The use of Next-Generation Sequencing (NGS) has revolutionized cancer detection by providing a high-throughput and increasingly cost-efficient technology. Healthcare institutions are adopting NGS to characterize multiple cancer-associated alterations in routine diagnostics.
Hundreds of thousands of people of all ages are diagnosed with hematological malignancies such as Leukemia worldwide. To improve patient’s quality of life, and accelerate the disease management it is essential for healthcare professionals to adopt solutions that ensure fast and precise diagnosis.
SOPHiA GENETICS offers genomic applications that are expertly designed to accurately characterize the complex mutational landscape of the major hematological disorders associated with leukemias, myelodysplastic syndromes (MDS), myeloproliferative neoplasms (MPN).
In the first part of this webinar, Dr. Alexander Kurze will present the current limitations and challenges in hematological genomic testing and how to overcome those hurdles by adopting SOPHiA’s solutions.
Then, he will present the clinical-grade performance of these solutions matching diagnostic requirements.

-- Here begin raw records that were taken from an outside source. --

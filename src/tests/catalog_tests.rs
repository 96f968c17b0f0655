//! Catalog construction, deduplication and persistence through the engine.

use super::fixtures::*;
use crate::cache::{fingerprint, DiskCache};
use crate::nodal::NodalKey;
use crate::station::Provider;
use crate::TideEngine;
use chrono::{Duration, TimeZone, Utc};
use std::fs;
use tempfile::tempdir;

#[test]
fn duplicate_stations_share_one_record() {
    let dir = tempdir().unwrap();
    let engine = TideEngine::new(write_sources(dir.path(), PRIMARY_FIXTURE, SECONDARY_FIXTURE)).unwrap();

    let by_primary = engine.station(PORTLAND_PRIMARY_ID).unwrap().unwrap();
    let by_global = engine.station(PORTLAND_GLOBAL_ID).unwrap().unwrap();
    assert_eq!(by_primary, by_global);
    assert_eq!(by_primary.metadata.id, PORTLAND_GLOBAL_ID);
    assert_eq!(by_primary.metadata.provider, Provider::GlobalModel);
    assert_eq!(by_primary.aliases, [PORTLAND_PRIMARY_ID]);

    let start = Utc.with_ymd_and_hms(2024, 3, 15, 0, 0, 0).unwrap();
    let end = start + Duration::days(1);
    assert_eq!(
        engine.predict_events(PORTLAND_PRIMARY_ID, start, end, true).unwrap(),
        engine.predict_events(PORTLAND_GLOBAL_ID, start, end, true).unwrap()
    );
}

#[test]
fn catalog_lists_canonical_stations_sorted() {
    let dir = tempdir().unwrap();
    let engine = TideEngine::new(write_sources(dir.path(), PRIMARY_FIXTURE, SECONDARY_FIXTURE)).unwrap();
    let stations = engine.stations().unwrap();

    // 7 parsable primary stations + 2 global, with Portland collapsed
    assert_eq!(stations.len(), 8);
    let ids: Vec<&str> = stations.iter().map(|s| s.id.as_str()).collect();
    let mut sorted = ids.clone();
    sorted.sort();
    assert_eq!(ids, sorted);
    assert!(!stations.iter().any(|s| s.name == "Broken Row" || s.name == "Broken"));
    assert!(ids.contains(&"glob:cape-town"));
}

#[test]
fn current_bins_resolve_by_bin_and_base_id() {
    let dir = tempdir().unwrap();
    let engine = TideEngine::new(write_sources(dir.path(), PRIMARY_FIXTURE, SECONDARY_FIXTURE)).unwrap();
    let by_bin = engine.station(CURRENT_ID).unwrap().unwrap();
    let by_base = engine.station("harm:48.3000,-123.5000").unwrap().unwrap();
    assert_eq!(by_bin, by_base);
    assert_eq!(by_bin.metadata.depth, Some(10.0));

    let sub = engine.station(CURRENT_SUB_ID).unwrap().unwrap();
    assert_eq!(sub.harmonics.subordinate().unwrap().reference, CURRENT_ID);
}

#[test]
fn catalog_is_persisted_and_reused() {
    let dir = tempdir().unwrap();
    let config = write_sources(dir.path(), PRIMARY_FIXTURE, SECONDARY_FIXTURE);
    let cache = DiskCache::new(dir.path().join("cache"));
    let fp = fingerprint(PRIMARY_FIXTURE.as_bytes(), SECONDARY_FIXTURE.as_bytes());

    let first = TideEngine::new(config.clone()).unwrap();
    let stations = first.stations().unwrap();
    assert!(cache.catalog_path(&fp).is_file());

    let snapshot = cache.load_catalog(&fp).unwrap();
    assert_eq!(snapshot.stations.len(), stations.len());

    let second = TideEngine::new(config).unwrap();
    let reloaded = second.stations().unwrap();
    let ids = |list: &[crate::station::StationMetadata]| list.iter().map(|s| s.id.clone()).collect::<Vec<_>>();
    assert_eq!(ids(&reloaded), ids(&stations));
    assert!(second.station(PORTLAND_PRIMARY_ID).unwrap().is_some());
}

#[test]
fn corrupted_catalog_cache_falls_back_to_ingestion() {
    let dir = tempdir().unwrap();
    let config = write_sources(dir.path(), PRIMARY_FIXTURE, SECONDARY_FIXTURE);
    let cache = DiskCache::new(dir.path().join("cache"));
    let fp = fingerprint(PRIMARY_FIXTURE.as_bytes(), SECONDARY_FIXTURE.as_bytes());

    fs::create_dir_all(cache.root()).unwrap();
    fs::write(cache.catalog_path(&fp), b"{\"schema_version\": 1, \"truncated").unwrap();

    let engine = TideEngine::new(config).unwrap();
    assert_eq!(engine.stations().unwrap().len(), 8);
    // The rebuilt catalog replaced the corrupted file
    assert!(cache.load_catalog(&fp).is_some());
}

#[test]
fn editing_a_source_invalidates_the_catalog() {
    let dir = tempdir().unwrap();
    let config = write_sources(dir.path(), PRIMARY_FIXTURE, SECONDARY_FIXTURE);
    assert_eq!(TideEngine::new(config).unwrap().stations().unwrap().len(), 8);

    let edited = format!("{PRIMARY_FIXTURE}STATION|9|New Pier|20.0|20.0|UTC|m|0|+00:00||\nHARM|9|M2|1.0|0\n");
    let config = write_sources(dir.path(), &edited, SECONDARY_FIXTURE);
    let engine = TideEngine::new(config).unwrap();
    assert_eq!(engine.stations().unwrap().len(), 9);

    let catalogs = fs::read_dir(dir.path().join("cache"))
        .unwrap()
        .filter_map(Result::ok)
        .filter(|entry| entry.file_name().to_string_lossy().starts_with("catalog-"))
        .count();
    assert_eq!(catalogs, 2);
}

#[test]
fn nodal_tables_are_persisted_and_survive_corruption() {
    let dir = tempdir().unwrap();
    let config = write_sources(dir.path(), PRIMARY_FIXTURE, SECONDARY_FIXTURE);
    let cache = DiskCache::new(dir.path().join("cache"));
    let fp = fingerprint(PRIMARY_FIXTURE.as_bytes(), SECONDARY_FIXTURE.as_bytes());
    let instant = Utc.with_ymd_and_hms(2024, 3, 15, 6, 0, 0).unwrap();
    let key = NodalKey::for_instant(instant, 300);

    let engine = TideEngine::new(config.clone()).unwrap();
    let computed = engine.nodal_factors(&key).unwrap();
    let path = cache.nodal_path(&fp, &key);
    assert!(path.is_file());

    fs::write(&path, b"garbage").unwrap();
    let fresh = TideEngine::new(config).unwrap();
    let recomputed = fresh.nodal_factors(&key).unwrap();
    let (a, b) = (computed.get("M2").unwrap(), recomputed.get("M2").unwrap());
    assert!((a.f - b.f).abs() < 1e-12);
    assert!((a.v0 - b.v0).abs() < 1e-9);
    assert!(cache.load_nodal(&fp, &key).is_some());
}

In the second part of this webinar, Dr. Emily Paul will describe the clinical utility of the SOPHiA platform for advance detection and characterization of pathogenic alterations associated with hematological disorders.
Dr. Alexander Kurze holds a PhD in Biochemistry from the University of Oxford, UK. After a successful career in academia, he joined Thermo Fisher Scientific as a Field Application Scientist for NGS and works now at SOPHiA GENETICS as a global Clinical Application Product Manager for liquid tumors.
Dr. Emily Paul holds a PhD in Biomedical Sciences from the University at Albany -SUNY. After a successful career in academia, she joined SOPHiA GENETICS and works as the Subject Matter Expert Manager in North America.